* Problem description: Would you write the data out once more, exactly as it is?

** Opening Data shown block **

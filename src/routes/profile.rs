use actix_web::{get, put, web, HttpResponse};
use sqlx::PgPool;

use crate::handlers::profile_handler::{get_profile, update_profile};
use crate::middleware::auth::Claims;
use crate::models::profile::UpdateProfileRequest;

#[get("")]
async fn get_user_profile(
    pool: web::Data<PgPool>,
    claims: web::ReqData<Claims>
) -> HttpResponse {
    get_profile(pool, claims).await
}

#[put("")]
async fn update_user_profile(
    pool: web::Data<PgPool>,
    claims: web::ReqData<Claims>,
    data: web::Json<UpdateProfileRequest>,
) -> HttpResponse {
    update_profile(pool, claims, data).await
}
use chrono::Utc;
use sqlx::PgPool;
use uuid::Uuid;

use crate::models::user::User;

pub async fn find_user_by_username(
    pool: &PgPool,
    username: &str,
) -> Result<Option<User>, sqlx::Error> {
    sqlx::query_as::<_, User>(
        r#"
        SELECT id, username, password_hash, created_at
        FROM users
        WHERE username = $1
        "#,
    )
    .bind(username)
    .fetch_optional(pool)
    .await
}

pub async fn username_exists(pool: &PgPool, username: &str) -> Result<bool, sqlx::Error> {
    let exists: bool = sqlx::query_scalar("SELECT EXISTS(SELECT 1 FROM users WHERE username = $1)")
        .bind(username)
        .fetch_one(pool)
        .await?;
    Ok(exists)
}

/// Insert the user and an empty profile atomically.
pub async fn insert_user_with_profile(
    pool: &PgPool,
    username: &str,
    password_hash: &str,
) -> Result<Uuid, sqlx::Error> {
    let user_id = Uuid::new_v4();
    let mut tx = pool.begin().await?;

    sqlx::query(
        r#"
        INSERT INTO users (id, username, password_hash, created_at)
        VALUES ($1, $2, $3, $4)
        "#,
    )
    .bind(user_id)
    .bind(username)
    .bind(password_hash)
    .bind(Utc::now())
    .execute(&mut *tx)
    .await
    .map_err(|e| {
        tracing::error!("Failed to execute user insert query: {:?}", e);
        e
    })?;

    sqlx::query("INSERT INTO user_profiles (user_id) VALUES ($1)")
        .bind(user_id)
        .execute(&mut *tx)
        .await
        .map_err(|e| {
            tracing::error!("Failed to execute profile insert query: {:?}", e);
            e
        })?;

    tx.commit().await?;
    Ok(user_id)
}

** Closing Data shown block **

* Task answer:
filename src/routes/profile.rs
use actix_web::{get, put, web, HttpResponse};
use sqlx::PgPool;

use crate::handlers::profile_handler::{get_profile, update_profile};
use crate::middleware::auth::Claims;
use crate::models::profile::UpdateProfileRequest;

#[get("")]
async fn get_user_profile(
    pool: web::Data<PgPool>,
    claims: web::ReqData<Claims>
) -> HttpResponse {
    get_profile(pool, claims).await
}

#[put("")]
async fn update_user_profile(
    pool: web::Data<PgPool>,
    claims: web::ReqData<Claims>,
    data: web::Json<UpdateProfileRequest>,
) -> HttpResponse {
    update_profile(pool, claims, data).await
}
use chrono::Utc;
use sqlx::PgPool;
use uuid::Uuid;

use crate::models::user::User;

pub async fn find_user_by_username(
    pool: &PgPool,
    username: &str,
) -> Result<Option<User>, sqlx::Error> {
    sqlx::query_as::<_, User>(
        r#"
        SELECT id, username, password_hash, created_at
        FROM users
        WHERE username = $1
        "#,
    )
    .bind(username)
    .fetch_optional(pool)
    .await
}

pub async fn username_exists(pool: &PgPool, username: &str) -> Result<bool, sqlx::Error> {
    let exists: bool = sqlx::query_scalar("SELECT EXISTS(SELECT 1 FROM users WHERE username = $1)")
        .bind(username)
        .fetch_one(pool)
        .await?;
    Ok(exists)
}

/// Insert the user and an empty profile atomically.
pub async fn insert_user_with_profile(
    pool: &PgPool,
    username: &str,
    password_hash: &str,
) -> Result<Uuid, sqlx::Error> {
    let user_id = Uuid::new_v4();
    let mut tx = pool.begin().await?;

    sqlx::query(
        r#"
        INSERT INTO users (id, username, password_hash, created_at)
        VALUES ($1, $2, $3, $4)
        "#,
    )
    .bind(user_id)
    .bind(username)
    .bind(password_hash)
    .bind(Utc::now())
    .execute(&mut *tx)
    .await
    .map_err(|e| {
        tracing::error!("Failed to execute user insert query: {:?}", e);
        e
    })?;

    sqlx::query("INSERT INTO user_profiles (user_id) VALUES ($1)")
        .bind(user_id)
        .execute(&mut *tx)
        .await
        .map_err(|e| {
            tracing::error!("Failed to execute profile insert query: {:?}", e);
            e
        })?;

    tx.commit().await?;
    Ok(user_id)
}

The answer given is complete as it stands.